Each entry needs to be given again, character for character.

======== Material shown ========

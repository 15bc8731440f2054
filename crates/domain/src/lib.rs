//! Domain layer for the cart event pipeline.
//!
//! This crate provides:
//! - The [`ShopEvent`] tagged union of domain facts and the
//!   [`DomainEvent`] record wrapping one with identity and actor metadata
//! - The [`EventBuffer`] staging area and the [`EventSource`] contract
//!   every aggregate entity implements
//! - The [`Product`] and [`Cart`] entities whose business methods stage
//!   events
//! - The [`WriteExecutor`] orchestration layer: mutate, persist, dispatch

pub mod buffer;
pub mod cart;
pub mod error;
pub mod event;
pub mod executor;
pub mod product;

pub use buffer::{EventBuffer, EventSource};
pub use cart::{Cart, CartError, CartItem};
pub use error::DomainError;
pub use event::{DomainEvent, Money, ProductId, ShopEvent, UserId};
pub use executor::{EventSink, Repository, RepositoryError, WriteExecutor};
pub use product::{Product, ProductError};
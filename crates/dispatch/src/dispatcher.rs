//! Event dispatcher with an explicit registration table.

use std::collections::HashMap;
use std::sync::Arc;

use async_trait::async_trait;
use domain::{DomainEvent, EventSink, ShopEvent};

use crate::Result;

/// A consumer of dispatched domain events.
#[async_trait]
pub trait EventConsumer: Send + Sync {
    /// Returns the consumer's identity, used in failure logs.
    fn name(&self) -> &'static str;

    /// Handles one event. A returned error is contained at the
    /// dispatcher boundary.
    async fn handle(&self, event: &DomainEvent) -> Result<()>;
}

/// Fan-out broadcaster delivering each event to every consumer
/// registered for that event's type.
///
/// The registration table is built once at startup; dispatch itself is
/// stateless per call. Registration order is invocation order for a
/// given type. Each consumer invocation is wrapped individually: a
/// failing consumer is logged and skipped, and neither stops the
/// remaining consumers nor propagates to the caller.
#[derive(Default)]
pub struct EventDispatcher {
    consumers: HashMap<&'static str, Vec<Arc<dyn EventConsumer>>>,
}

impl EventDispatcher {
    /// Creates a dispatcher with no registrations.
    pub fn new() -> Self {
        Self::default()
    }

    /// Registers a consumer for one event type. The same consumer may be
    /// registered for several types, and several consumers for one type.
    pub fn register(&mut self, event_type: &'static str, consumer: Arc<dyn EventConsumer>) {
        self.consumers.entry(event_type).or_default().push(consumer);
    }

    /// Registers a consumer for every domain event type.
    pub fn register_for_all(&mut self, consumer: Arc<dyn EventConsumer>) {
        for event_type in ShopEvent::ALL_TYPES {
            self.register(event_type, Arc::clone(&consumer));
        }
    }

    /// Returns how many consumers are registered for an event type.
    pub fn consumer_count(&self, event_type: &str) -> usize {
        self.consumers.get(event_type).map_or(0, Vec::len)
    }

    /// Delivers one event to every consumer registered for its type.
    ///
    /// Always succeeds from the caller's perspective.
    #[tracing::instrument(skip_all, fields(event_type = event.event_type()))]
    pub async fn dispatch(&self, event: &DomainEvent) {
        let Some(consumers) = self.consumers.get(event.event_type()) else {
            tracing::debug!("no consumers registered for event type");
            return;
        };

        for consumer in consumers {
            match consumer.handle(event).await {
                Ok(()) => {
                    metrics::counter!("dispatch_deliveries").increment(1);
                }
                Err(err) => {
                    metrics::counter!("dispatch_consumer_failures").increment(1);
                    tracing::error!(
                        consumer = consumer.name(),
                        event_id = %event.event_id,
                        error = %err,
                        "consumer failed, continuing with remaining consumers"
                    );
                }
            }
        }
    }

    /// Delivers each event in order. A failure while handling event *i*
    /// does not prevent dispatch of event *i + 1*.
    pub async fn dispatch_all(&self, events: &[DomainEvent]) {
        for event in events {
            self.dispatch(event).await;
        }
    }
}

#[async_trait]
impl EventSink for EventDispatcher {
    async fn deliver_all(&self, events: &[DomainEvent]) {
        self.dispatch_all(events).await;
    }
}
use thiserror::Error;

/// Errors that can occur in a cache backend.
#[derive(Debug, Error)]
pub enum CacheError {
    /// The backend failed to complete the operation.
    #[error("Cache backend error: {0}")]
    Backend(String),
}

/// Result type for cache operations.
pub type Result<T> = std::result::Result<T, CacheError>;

========

_Completed task:_
repository 15bc8731440f2054
filename crates/domain/src/lib.rs
//! Domain layer for the cart event pipeline.
//!
//! This crate provides:
//! - The [`ShopEvent`] tagged union of domain facts and the
//!   [`DomainEvent`] record wrapping one with identity and actor metadata
//! - The [`EventBuffer`] staging area and the [`EventSource`] contract
//!   every aggregate entity implements
//! - The [`Product`] and [`Cart`] entities whose business methods stage
//!   events
//! - The [`WriteExecutor`] orchestration layer: mutate, persist, dispatch

pub mod buffer;
pub mod cart;
pub mod error;
pub mod event;
pub mod executor;
pub mod product;

pub use buffer::{EventBuffer, EventSource};
pub use cart::{Cart, CartError, CartItem};
pub use error::DomainError;
pub use event::{DomainEvent, Money, ProductId, ShopEvent, UserId};
pub use executor::{EventSink, Repository, RepositoryError, WriteExecutor};
pub use product::{Product, ProductError};
filename crates/dispatch/src/dispatcher.rs
//! Event dispatcher with an explicit registration table.

use std::collections::HashMap;
use std::sync::Arc;

use async_trait::async_trait;
use domain::{DomainEvent, EventSink, ShopEvent};

use crate::Result;

/// A consumer of dispatched domain events.
#[async_trait]
pub trait EventConsumer: Send + Sync {
    /// Returns the consumer's identity, used in failure logs.
    fn name(&self) -> &'static str;

    /// Handles one event. A returned error is contained at the
    /// dispatcher boundary.
    async fn handle(&self, event: &DomainEvent) -> Result<()>;
}

/// Fan-out broadcaster delivering each event to every consumer
/// registered for that event's type.
///
/// The registration table is built once at startup; dispatch itself is
/// stateless per call. Registration order is invocation order for a
/// given type. Each consumer invocation is wrapped individually: a
/// failing consumer is logged and skipped, and neither stops the
/// remaining consumers nor propagates to the caller.
#[derive(Default)]
pub struct EventDispatcher {
    consumers: HashMap<&'static str, Vec<Arc<dyn EventConsumer>>>,
}

impl EventDispatcher {
    /// Creates a dispatcher with no registrations.
    pub fn new() -> Self {
        Self::default()
    }

    /// Registers a consumer for one event type. The same consumer may be
    /// registered for several types, and several consumers for one type.
    pub fn register(&mut self, event_type: &'static str, consumer: Arc<dyn EventConsumer>) {
        self.consumers.entry(event_type).or_default().push(consumer);
    }

    /// Registers a consumer for every domain event type.
    pub fn register_for_all(&mut self, consumer: Arc<dyn EventConsumer>) {
        for event_type in ShopEvent::ALL_TYPES {
            self.register(event_type, Arc::clone(&consumer));
        }
    }

    /// Returns how many consumers are registered for an event type.
    pub fn consumer_count(&self, event_type: &str) -> usize {
        self.consumers.get(event_type).map_or(0, Vec::len)
    }

    /// Delivers one event to every consumer registered for its type.
    ///
    /// Always succeeds from the caller's perspective.
    #[tracing::instrument(skip_all, fields(event_type = event.event_type()))]
    pub async fn dispatch(&self, event: &DomainEvent) {
        let Some(consumers) = self.consumers.get(event.event_type()) else {
            tracing::debug!("no consumers registered for event type");
            return;
        };

        for consumer in consumers {
            match consumer.handle(event).await {
                Ok(()) => {
                    metrics::counter!("dispatch_deliveries").increment(1);
                }
                Err(err) => {
                    metrics::counter!("dispatch_consumer_failures").increment(1);
                    tracing::error!(
                        consumer = consumer.name(),
                        event_id = %event.event_id,
                        error = %err,
                        "consumer failed, continuing with remaining consumers"
                    );
                }
            }
        }
    }

    /// Delivers each event in order. A failure while handling event *i*
    /// does not prevent dispatch of event *i + 1*.
    pub async fn dispatch_all(&self, events: &[DomainEvent]) {
        for event in events {
            self.dispatch(event).await;
        }
    }
}

#[async_trait]
impl EventSink for EventDispatcher {
    async fn deliver_all(&self, events: &[DomainEvent]) {
        self.dispatch_all(events).await;
    }
}
use thiserror::Error;

/// Errors that can occur in a cache backend.
#[derive(Debug, Error)]
pub enum CacheError {
    /// The backend failed to complete the operation.
    #[error("Cache backend error: {0}")]
    Backend(String),
}

/// Result type for cache operations.
pub type Result<T> = std::result::Result<T, CacheError>;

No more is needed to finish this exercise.